Hester tried to do all she could for Sylvia; Philip had told her to take care of his wife and child; but she had the conviction that Sylvia had so materially failed in her duties as to have made her husband an exile from his home — a penniless wanderer, wifeless and childless, in some strange country, whose very aspect was friendless, while the cause of all lived on in the comfortable home where he had placed her, wanting for nothing — an object of interest and regard to many friends — with a lovely little child to give her joy for the present, and hope for the future; while he, the poor outcast, might even lie dead by the wayside. How could Hester love Sylvia?
Yet they were frequent companions that ensuing spring.

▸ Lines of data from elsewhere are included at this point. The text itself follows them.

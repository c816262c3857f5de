//! Record → encode → submit loop behind the single record/send button.

use anyhow::{Context, Result};
use parking_lot::Mutex;
use tracing::info;
use voxchat_core::{CaptureSession, EncodedAudio, SessionStatus};

use crate::client::{self, ChatReply, EmotionResult, InferenceClient};
use crate::conversation::{Conversation, Message};

/// The remote side of a voice exchange.
pub trait ChatBackend: Send + Sync {
    fn chat(&self, audio: &EncodedAudio, text: &str) -> client::Result<ChatReply>;
    fn detect_emotion(&self, audio: &EncodedAudio) -> client::Result<EmotionResult>;
}

impl ChatBackend for InferenceClient {
    fn chat(&self, audio: &EncodedAudio, text: &str) -> client::Result<ChatReply> {
        InferenceClient::chat(self, audio, text)
    }

    fn detect_emotion(&self, audio: &EncodedAudio) -> client::Result<EmotionResult> {
        InferenceClient::detect_emotion(self, audio)
    }
}

/// What a press of the record/send button did.
#[derive(Debug, Clone, PartialEq)]
pub enum Outcome {
    /// Capture started.
    Recording,
    /// Capture stopped but no audio arrived, so nothing was sent.
    NothingCaptured,
    /// Sent without text: only the emotion was classified.
    Emotion(EmotionResult),
    /// Full chat round-trip; both messages were appended to the conversation.
    Replied(ChatReply),
}

pub struct VoiceChat<B: ChatBackend> {
    session: CaptureSession,
    backend: B,
    conversation: Mutex<Conversation>,
}

impl<B: ChatBackend> VoiceChat<B> {
    pub fn new(session: CaptureSession, backend: B, conversation: Conversation) -> Self {
        Self {
            session,
            backend,
            conversation: Mutex::new(conversation),
        }
    }

    pub fn session(&self) -> &CaptureSession {
        &self.session
    }

    pub fn backend(&self) -> &B {
        &self.backend
    }

    pub fn is_recording(&self) -> bool {
        self.session.status() == SessionStatus::Recording
    }

    /// Start recording when idle; otherwise stop and send with `text`.
    pub fn toggle(&self, text: &str) -> Result<Outcome> {
        if self.is_recording() {
            self.stop_and_send(text)
        } else {
            self.start_recording()?;
            Ok(Outcome::Recording)
        }
    }

    pub fn start_recording(&self) -> Result<()> {
        self.session.start().context("could not start recording")
    }

    /// Stop capture, encode the recording once, and submit it.
    ///
    /// Blank `text` sends the audio to emotion detection only; otherwise the
    /// audio and text go to the chat endpoint and the exchange is recorded.
    pub fn stop_and_send(&self, text: &str) -> Result<Outcome> {
        let recording = self.session.stop().context("could not stop recording")?;
        if recording.buffer().is_empty() {
            info!("recording stopped with no audio; nothing to send");
            return Ok(Outcome::NothingCaptured);
        }

        let audio = recording.encode().context("could not encode recording")?;
        info!(
            bytes = audio.byte_len(),
            secs = audio.duration_secs(),
            "recording encoded"
        );

        if text.trim().is_empty() {
            let result = self
                .backend
                .detect_emotion(&audio)
                .context("emotion request failed")?;
            return Ok(Outcome::Emotion(result));
        }

        let reply = self
            .backend
            .chat(&audio, text)
            .context("chat request failed")?;
        {
            let mut conversation = self.conversation.lock();
            conversation.push_user(
                reply.user_text.clone(),
                Some((reply.emotion.clone(), reply.confidence)),
            );
            conversation.push_assistant(reply.reply_text.clone());
        }
        Ok(Outcome::Replied(reply))
    }

    /// Snapshot of the conversation so far.
    pub fn messages(&self) -> Vec<Message> {
        self.conversation.lock().messages().to_vec()
    }

    /// The last `n` messages, oldest first.
    pub fn recent_messages(&self, n: usize) -> Vec<Message> {
        self.conversation.lock().recent(n).to_vec()
    }

    pub fn clear_conversation(&self) {
        self.conversation.lock().clear();
    }
}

Hester was not well; and the doctors said that the constant occupation in the shop was too much for her, and that she must, for a time at least, take daily walks into the country.
Sylvia used to beg to accompany her; she and the little girl often went with Hester up the valley of the river to some of the nestling farms that were hidden in the more sheltered nooks — for Hester was bidden to drink milk warm from the cow; and to go into the familiar haunts about a farm was one of the few things in which Sylvia seemed to take much pleasure. She would let little Bella toddle about while Hester sate and rested: and she herself would beg to milk the cow destined to give the invalid her draught.
One May evening the three had been out on some such expedition; the country side still looked gray and bare, though the leaves were showing on the willow and blackthorn and sloe, and by the tinkling runnels, making hidden music along the copse side, the pale delicate primrose buds were showing amid their fresh, green, crinkled leaves. The larks had been singing all the afternoon, but were now dropping down into their nests in the pasture fields; the air had just the sharpness in it which goes along with a cloudless evening sky at that time of the year.
But Hester walked homewards slowly and languidly, speaking no word. Sylvia noticed this at first without venturing to speak, for Hester was one who disliked having her ailments noticed. But after a while Hester stood still in a sort of weary dreamy abstraction; and Sylvia said to her,
‘I’m afeared yo’re sadly tired. Maybe we’ve been too far.’
Hester almost started.
‘No!’ said she, ‘it’s only my headache which is worse to-night. It has been bad all day; but since I came out it has felt just as if there were great guns booming, till I could almost pray ’em to be quiet. I am so weary o’ th’ sound.’
She stepped out quickly towards home after she had said this, as if she wished for neither pity nor comment on what she had said.